[Data listing Boundary: Start]

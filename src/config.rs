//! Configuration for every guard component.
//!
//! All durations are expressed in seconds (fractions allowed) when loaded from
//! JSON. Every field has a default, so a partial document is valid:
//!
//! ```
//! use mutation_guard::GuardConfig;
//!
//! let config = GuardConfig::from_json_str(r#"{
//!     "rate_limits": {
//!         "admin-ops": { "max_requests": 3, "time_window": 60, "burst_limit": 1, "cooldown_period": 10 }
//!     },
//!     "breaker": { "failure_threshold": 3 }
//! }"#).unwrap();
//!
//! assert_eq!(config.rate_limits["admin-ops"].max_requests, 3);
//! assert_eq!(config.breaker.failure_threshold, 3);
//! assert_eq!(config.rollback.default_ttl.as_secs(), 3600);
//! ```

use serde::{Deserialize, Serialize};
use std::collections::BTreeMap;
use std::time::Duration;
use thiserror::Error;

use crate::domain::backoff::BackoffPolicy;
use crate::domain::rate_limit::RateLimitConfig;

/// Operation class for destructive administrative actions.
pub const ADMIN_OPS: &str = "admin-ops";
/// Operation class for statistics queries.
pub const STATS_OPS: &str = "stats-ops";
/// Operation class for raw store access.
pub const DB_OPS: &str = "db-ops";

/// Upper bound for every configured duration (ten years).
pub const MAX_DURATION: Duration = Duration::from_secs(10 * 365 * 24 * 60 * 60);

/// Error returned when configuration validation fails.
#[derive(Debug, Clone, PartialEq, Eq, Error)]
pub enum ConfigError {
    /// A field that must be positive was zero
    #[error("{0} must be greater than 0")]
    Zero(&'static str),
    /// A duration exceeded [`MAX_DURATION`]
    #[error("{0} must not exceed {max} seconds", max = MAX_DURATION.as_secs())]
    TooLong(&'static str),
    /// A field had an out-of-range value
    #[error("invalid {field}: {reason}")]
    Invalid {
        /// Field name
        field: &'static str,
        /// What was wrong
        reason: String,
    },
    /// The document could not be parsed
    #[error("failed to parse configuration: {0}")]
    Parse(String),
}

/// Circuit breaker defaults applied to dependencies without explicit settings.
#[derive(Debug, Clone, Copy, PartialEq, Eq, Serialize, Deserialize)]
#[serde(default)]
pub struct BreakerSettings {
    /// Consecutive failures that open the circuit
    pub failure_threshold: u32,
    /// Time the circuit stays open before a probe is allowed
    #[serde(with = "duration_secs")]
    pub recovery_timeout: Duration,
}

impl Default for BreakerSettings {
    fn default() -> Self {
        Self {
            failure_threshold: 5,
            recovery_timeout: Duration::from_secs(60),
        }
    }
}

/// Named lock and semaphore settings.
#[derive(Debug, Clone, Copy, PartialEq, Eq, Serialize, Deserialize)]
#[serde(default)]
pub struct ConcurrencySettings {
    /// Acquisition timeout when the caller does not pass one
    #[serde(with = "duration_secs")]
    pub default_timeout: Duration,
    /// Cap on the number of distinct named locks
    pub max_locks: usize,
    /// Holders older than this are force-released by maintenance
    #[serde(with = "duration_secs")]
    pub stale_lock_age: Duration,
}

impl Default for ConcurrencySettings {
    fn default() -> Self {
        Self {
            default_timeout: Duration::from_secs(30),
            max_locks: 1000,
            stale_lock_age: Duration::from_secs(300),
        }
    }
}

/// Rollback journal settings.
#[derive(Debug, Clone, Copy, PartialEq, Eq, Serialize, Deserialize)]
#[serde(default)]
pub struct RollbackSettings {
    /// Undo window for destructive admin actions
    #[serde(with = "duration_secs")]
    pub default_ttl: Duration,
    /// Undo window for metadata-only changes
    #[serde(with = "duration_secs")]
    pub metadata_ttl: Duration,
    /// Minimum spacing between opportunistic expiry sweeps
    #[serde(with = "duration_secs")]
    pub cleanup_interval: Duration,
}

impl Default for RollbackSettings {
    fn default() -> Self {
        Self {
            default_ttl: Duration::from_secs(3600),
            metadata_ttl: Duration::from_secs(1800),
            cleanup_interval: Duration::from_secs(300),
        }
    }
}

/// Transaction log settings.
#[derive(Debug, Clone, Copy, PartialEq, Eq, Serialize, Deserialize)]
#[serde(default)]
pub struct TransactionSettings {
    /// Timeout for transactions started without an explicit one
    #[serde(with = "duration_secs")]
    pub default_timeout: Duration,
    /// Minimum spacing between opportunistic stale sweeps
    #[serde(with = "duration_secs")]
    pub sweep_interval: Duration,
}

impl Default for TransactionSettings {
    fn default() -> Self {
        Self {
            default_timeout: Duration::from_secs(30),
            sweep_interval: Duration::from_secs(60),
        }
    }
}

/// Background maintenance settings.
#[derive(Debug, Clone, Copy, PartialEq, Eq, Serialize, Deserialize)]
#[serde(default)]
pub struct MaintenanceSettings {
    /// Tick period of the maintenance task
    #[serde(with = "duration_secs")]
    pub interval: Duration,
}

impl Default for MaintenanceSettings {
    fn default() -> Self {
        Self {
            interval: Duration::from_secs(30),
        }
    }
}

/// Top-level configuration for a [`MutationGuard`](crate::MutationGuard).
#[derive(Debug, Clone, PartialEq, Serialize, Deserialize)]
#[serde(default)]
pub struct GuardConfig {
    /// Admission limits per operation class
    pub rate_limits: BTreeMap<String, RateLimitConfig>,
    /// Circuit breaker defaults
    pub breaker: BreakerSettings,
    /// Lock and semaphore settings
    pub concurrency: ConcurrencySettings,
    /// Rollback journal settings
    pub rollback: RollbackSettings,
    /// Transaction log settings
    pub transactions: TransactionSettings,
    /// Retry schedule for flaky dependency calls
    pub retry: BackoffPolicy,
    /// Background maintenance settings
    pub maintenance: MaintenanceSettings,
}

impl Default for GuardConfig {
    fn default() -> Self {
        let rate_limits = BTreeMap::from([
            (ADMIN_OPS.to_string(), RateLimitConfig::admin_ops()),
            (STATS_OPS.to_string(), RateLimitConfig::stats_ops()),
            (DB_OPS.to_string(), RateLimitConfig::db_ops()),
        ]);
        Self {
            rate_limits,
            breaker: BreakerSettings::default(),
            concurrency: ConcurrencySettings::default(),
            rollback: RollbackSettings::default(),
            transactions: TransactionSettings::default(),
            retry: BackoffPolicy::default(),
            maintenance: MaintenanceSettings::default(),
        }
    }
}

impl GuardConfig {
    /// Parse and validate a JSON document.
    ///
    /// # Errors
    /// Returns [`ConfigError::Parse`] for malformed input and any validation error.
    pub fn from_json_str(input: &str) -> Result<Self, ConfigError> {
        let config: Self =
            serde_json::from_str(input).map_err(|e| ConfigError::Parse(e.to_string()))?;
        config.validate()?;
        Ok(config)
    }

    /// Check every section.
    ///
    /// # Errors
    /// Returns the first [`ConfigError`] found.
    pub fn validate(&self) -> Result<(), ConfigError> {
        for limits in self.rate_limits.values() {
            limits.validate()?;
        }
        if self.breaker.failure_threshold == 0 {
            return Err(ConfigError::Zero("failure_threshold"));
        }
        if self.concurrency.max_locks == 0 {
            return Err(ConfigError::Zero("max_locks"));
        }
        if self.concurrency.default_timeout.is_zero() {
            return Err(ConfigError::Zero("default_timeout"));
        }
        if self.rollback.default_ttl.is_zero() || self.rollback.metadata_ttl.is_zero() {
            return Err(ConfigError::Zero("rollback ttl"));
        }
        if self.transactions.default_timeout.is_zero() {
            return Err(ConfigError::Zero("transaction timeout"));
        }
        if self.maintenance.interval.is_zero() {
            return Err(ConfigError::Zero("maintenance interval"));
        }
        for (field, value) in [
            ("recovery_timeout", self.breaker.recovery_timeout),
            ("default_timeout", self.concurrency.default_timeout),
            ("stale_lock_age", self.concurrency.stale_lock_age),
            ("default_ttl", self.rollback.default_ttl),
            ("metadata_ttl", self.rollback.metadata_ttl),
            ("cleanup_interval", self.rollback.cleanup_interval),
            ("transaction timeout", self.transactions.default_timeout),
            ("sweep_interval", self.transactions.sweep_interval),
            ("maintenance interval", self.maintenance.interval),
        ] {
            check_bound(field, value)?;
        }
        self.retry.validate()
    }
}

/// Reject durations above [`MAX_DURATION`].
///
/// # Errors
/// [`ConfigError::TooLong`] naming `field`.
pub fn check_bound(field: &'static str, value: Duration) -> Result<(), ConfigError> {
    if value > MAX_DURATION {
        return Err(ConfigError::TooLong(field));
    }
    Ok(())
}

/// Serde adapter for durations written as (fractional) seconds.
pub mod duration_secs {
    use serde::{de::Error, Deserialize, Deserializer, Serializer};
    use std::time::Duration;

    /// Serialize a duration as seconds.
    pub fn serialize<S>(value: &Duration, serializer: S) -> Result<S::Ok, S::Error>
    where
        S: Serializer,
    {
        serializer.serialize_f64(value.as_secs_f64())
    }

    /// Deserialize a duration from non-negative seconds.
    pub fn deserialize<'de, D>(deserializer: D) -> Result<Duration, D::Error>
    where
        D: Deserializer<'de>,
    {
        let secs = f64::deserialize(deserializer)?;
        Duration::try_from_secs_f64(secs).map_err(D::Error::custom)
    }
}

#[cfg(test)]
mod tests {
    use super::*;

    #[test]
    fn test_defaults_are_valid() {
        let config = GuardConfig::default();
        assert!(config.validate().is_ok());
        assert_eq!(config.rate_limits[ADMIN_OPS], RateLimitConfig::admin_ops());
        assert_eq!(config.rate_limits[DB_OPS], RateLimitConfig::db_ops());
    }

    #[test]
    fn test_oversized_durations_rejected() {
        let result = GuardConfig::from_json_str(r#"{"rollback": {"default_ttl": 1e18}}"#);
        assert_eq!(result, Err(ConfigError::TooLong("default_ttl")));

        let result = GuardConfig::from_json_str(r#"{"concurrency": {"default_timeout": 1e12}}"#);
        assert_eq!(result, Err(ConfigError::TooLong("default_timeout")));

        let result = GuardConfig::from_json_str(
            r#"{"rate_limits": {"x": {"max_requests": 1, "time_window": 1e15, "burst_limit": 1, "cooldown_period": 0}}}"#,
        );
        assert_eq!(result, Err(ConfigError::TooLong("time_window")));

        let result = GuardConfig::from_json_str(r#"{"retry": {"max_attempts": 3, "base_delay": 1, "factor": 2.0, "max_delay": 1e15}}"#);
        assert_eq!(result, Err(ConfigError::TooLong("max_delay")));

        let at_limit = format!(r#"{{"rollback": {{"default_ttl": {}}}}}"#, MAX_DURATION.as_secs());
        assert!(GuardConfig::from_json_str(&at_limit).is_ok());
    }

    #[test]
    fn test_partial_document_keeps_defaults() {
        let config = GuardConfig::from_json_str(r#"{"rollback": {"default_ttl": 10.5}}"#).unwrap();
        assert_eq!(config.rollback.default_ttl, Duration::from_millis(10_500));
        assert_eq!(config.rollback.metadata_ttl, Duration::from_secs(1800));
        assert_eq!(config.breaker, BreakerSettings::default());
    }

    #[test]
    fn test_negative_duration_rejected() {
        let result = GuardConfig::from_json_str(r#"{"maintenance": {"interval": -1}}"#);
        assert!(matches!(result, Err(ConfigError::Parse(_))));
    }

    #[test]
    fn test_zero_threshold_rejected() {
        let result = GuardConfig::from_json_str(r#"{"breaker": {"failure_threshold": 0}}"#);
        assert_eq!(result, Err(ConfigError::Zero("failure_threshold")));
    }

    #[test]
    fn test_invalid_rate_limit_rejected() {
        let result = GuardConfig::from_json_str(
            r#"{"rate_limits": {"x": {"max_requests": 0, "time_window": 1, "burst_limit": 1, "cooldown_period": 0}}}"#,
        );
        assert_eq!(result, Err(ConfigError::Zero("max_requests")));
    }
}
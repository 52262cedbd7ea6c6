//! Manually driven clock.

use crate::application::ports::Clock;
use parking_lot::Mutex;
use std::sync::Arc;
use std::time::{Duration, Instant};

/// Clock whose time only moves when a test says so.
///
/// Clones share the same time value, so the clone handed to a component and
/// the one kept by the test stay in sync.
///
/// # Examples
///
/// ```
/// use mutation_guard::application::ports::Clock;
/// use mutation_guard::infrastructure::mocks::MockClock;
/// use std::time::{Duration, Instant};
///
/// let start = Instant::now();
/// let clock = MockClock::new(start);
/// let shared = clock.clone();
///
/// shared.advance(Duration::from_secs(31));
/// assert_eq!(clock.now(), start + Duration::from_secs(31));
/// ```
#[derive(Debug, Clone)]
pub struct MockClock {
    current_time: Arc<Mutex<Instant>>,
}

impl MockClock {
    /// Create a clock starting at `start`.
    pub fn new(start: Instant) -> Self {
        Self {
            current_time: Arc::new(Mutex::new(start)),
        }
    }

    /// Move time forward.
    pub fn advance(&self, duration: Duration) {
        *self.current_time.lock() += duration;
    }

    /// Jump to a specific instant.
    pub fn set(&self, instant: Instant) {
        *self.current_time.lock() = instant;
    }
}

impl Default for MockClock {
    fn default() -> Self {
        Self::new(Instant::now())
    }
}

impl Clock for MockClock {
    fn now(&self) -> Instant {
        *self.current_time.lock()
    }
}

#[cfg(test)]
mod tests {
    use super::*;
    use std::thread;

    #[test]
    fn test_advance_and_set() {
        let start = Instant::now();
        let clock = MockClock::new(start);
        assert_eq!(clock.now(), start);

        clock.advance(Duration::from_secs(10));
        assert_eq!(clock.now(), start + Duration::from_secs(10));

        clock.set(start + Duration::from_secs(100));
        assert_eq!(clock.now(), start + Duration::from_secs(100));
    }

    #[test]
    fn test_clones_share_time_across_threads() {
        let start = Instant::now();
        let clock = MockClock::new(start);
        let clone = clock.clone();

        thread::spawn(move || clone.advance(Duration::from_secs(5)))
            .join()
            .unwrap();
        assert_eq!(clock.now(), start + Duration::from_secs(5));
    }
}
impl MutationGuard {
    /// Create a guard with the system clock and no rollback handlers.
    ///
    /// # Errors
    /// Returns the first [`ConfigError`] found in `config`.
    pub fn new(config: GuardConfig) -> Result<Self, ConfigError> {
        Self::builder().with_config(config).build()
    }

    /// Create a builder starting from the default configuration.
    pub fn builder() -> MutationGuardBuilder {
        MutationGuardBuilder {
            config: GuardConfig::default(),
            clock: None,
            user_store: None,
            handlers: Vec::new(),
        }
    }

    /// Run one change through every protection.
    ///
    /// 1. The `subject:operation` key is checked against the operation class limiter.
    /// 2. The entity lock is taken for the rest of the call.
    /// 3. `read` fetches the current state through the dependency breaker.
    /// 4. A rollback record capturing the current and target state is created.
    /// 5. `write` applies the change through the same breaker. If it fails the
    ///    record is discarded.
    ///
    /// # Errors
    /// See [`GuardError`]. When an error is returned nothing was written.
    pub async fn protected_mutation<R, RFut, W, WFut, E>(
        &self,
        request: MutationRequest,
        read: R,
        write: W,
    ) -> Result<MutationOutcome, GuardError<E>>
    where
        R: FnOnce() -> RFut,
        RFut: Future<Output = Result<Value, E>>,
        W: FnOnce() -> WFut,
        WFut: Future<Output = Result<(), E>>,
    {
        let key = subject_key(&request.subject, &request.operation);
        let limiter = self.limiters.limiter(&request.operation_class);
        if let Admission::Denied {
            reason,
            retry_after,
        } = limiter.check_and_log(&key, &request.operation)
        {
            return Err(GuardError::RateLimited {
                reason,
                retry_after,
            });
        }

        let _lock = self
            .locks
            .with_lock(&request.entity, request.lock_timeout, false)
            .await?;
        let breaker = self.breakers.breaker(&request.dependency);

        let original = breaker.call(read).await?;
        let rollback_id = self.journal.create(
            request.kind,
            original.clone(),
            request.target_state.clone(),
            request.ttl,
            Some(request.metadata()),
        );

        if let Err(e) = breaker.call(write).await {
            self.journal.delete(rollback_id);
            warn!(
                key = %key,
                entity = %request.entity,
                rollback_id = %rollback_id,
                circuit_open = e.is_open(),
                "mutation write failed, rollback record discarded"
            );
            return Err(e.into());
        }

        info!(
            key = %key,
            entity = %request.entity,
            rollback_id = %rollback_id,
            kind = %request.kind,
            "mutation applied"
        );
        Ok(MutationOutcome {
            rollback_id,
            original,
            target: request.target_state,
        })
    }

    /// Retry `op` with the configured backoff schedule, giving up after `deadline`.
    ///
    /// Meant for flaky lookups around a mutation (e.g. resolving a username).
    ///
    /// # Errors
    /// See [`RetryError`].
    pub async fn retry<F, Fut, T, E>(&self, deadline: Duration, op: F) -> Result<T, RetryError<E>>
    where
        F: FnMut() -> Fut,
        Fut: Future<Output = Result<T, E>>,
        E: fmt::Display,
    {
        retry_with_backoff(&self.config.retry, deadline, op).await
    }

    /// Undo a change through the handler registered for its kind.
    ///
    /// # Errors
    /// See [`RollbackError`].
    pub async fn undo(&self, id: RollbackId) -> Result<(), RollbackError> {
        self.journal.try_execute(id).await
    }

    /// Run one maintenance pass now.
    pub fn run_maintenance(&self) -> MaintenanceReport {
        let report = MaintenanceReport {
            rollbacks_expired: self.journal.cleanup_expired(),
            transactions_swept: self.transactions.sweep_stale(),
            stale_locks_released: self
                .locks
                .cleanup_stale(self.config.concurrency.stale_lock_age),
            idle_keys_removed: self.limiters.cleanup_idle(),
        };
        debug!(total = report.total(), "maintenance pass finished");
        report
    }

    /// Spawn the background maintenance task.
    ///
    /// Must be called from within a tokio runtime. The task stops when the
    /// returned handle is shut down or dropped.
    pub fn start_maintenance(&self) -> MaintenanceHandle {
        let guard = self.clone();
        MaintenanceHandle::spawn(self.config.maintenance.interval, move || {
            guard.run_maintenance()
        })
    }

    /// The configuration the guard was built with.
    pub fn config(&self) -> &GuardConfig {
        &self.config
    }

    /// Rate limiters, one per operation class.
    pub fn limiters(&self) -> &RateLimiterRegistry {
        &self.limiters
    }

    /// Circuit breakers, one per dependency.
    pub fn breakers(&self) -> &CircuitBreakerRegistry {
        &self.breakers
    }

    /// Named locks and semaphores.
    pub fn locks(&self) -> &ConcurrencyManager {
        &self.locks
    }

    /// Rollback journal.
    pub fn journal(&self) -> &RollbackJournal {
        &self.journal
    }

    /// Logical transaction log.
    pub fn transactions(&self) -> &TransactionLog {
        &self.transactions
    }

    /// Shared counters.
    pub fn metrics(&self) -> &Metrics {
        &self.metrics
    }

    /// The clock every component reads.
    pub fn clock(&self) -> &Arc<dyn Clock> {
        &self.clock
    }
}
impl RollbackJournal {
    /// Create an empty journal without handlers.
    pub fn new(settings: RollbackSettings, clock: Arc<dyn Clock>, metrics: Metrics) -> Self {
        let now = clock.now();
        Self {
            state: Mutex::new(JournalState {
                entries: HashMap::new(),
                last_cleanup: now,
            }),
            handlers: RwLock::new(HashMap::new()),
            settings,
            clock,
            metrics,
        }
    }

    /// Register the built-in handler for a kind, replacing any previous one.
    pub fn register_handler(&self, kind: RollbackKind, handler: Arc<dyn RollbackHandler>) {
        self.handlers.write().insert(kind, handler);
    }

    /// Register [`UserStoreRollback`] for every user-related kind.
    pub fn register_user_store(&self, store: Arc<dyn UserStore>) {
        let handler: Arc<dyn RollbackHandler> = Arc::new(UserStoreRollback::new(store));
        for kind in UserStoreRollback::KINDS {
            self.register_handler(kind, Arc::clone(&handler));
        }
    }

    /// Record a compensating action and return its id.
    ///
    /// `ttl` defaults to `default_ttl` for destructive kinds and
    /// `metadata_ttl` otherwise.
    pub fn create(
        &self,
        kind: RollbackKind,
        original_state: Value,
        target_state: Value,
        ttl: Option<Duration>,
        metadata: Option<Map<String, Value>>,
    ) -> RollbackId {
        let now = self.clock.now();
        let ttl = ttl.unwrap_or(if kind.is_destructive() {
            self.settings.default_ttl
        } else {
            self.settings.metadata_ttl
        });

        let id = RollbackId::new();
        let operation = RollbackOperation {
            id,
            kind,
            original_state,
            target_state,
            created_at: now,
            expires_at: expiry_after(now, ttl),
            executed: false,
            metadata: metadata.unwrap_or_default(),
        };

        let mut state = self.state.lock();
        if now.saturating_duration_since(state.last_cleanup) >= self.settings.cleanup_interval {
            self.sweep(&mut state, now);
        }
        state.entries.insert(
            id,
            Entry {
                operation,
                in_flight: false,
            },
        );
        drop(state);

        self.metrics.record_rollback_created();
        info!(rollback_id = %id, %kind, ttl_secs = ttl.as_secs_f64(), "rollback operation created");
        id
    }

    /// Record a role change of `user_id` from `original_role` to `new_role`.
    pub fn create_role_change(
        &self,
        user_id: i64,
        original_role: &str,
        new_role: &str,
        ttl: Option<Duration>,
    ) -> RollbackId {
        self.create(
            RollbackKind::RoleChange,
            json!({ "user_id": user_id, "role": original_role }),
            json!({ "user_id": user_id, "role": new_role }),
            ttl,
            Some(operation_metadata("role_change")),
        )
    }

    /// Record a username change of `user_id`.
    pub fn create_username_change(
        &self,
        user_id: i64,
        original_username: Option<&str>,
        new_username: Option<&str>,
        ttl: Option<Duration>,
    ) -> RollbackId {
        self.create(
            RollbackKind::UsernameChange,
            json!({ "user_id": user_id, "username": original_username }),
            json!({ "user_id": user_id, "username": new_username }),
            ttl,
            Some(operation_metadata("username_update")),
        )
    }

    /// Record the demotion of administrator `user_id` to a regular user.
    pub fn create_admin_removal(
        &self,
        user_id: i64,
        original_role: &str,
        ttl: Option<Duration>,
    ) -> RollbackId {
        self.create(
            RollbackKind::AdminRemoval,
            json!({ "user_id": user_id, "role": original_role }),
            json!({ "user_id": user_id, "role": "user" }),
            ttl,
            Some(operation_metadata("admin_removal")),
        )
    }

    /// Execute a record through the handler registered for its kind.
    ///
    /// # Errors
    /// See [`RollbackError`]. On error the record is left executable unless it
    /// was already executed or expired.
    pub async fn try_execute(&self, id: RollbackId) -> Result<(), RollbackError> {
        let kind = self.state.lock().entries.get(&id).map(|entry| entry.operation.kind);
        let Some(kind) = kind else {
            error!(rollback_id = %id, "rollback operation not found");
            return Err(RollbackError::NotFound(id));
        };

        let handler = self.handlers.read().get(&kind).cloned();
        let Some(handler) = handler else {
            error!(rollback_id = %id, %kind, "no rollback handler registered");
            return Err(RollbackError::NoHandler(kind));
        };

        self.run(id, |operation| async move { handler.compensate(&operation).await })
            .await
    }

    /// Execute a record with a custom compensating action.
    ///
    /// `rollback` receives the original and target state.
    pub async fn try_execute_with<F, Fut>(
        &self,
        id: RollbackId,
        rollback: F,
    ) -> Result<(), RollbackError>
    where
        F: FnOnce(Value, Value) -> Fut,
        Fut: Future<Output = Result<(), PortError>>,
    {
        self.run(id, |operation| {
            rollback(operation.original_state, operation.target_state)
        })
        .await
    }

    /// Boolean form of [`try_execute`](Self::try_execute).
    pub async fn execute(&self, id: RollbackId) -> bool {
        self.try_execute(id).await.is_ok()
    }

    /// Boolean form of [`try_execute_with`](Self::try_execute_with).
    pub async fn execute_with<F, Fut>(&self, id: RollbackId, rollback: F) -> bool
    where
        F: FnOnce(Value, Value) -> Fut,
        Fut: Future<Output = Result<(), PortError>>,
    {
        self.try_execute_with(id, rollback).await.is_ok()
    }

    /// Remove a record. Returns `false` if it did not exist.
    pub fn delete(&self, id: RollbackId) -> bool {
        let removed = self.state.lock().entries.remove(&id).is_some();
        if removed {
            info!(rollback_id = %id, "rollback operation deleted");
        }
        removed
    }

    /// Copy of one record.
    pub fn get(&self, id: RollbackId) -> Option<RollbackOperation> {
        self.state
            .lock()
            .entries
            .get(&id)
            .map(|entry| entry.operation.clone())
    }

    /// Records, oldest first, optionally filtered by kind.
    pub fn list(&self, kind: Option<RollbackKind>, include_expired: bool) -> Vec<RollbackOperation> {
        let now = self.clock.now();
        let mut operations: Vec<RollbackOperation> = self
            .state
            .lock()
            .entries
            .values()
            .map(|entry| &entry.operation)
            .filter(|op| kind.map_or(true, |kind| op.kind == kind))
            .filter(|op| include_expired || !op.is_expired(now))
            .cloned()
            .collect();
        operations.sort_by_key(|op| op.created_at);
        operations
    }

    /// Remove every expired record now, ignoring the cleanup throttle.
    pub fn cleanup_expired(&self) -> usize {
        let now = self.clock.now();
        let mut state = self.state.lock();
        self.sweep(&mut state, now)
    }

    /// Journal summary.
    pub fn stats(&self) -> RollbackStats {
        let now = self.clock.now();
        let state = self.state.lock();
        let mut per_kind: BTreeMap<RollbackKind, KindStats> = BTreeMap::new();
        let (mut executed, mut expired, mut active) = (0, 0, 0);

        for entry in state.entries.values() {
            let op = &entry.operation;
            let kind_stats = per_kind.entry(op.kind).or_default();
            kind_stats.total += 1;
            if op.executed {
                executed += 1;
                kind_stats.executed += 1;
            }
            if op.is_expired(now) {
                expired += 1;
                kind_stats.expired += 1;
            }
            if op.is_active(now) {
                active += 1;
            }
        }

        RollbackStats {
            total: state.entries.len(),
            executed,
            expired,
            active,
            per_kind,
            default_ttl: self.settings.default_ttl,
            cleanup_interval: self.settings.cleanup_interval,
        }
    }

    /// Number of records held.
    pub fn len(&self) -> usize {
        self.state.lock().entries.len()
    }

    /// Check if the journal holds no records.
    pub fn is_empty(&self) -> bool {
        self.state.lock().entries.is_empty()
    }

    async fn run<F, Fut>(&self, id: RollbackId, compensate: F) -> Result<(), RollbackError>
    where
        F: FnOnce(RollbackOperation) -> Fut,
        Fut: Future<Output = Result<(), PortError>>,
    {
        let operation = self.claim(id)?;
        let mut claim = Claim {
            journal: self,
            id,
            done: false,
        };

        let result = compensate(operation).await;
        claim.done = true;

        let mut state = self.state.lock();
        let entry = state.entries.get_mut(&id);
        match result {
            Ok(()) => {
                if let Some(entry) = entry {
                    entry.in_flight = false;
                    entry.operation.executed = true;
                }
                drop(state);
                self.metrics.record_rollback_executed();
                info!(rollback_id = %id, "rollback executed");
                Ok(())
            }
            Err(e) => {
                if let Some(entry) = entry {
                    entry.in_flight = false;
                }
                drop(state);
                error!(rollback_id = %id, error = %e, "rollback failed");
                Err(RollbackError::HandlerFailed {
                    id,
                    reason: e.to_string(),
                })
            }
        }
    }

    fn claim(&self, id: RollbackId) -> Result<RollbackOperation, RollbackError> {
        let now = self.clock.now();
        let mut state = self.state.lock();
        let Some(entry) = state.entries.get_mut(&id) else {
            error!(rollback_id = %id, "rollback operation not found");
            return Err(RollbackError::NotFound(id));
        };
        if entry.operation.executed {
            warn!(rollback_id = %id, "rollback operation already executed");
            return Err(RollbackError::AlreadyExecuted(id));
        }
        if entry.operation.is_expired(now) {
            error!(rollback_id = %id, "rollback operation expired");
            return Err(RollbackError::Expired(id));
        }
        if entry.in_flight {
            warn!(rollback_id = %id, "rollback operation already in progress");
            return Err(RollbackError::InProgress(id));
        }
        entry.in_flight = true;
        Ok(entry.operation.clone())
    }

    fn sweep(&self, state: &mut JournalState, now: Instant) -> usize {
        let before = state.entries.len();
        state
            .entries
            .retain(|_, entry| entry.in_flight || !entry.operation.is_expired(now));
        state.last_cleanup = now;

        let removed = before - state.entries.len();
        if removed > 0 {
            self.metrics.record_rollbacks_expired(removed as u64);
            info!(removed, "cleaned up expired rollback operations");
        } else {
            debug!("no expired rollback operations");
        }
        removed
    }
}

[Data listing Boundary: End]

◆ What to work on
Show me every line of the entries above that holds "Boolean".

◆ Expected answer
    /// Boolean form of [`try_execute`](Self::try_execute).
    /// Boolean form of [`try_execute_with`](Self::try_execute_with).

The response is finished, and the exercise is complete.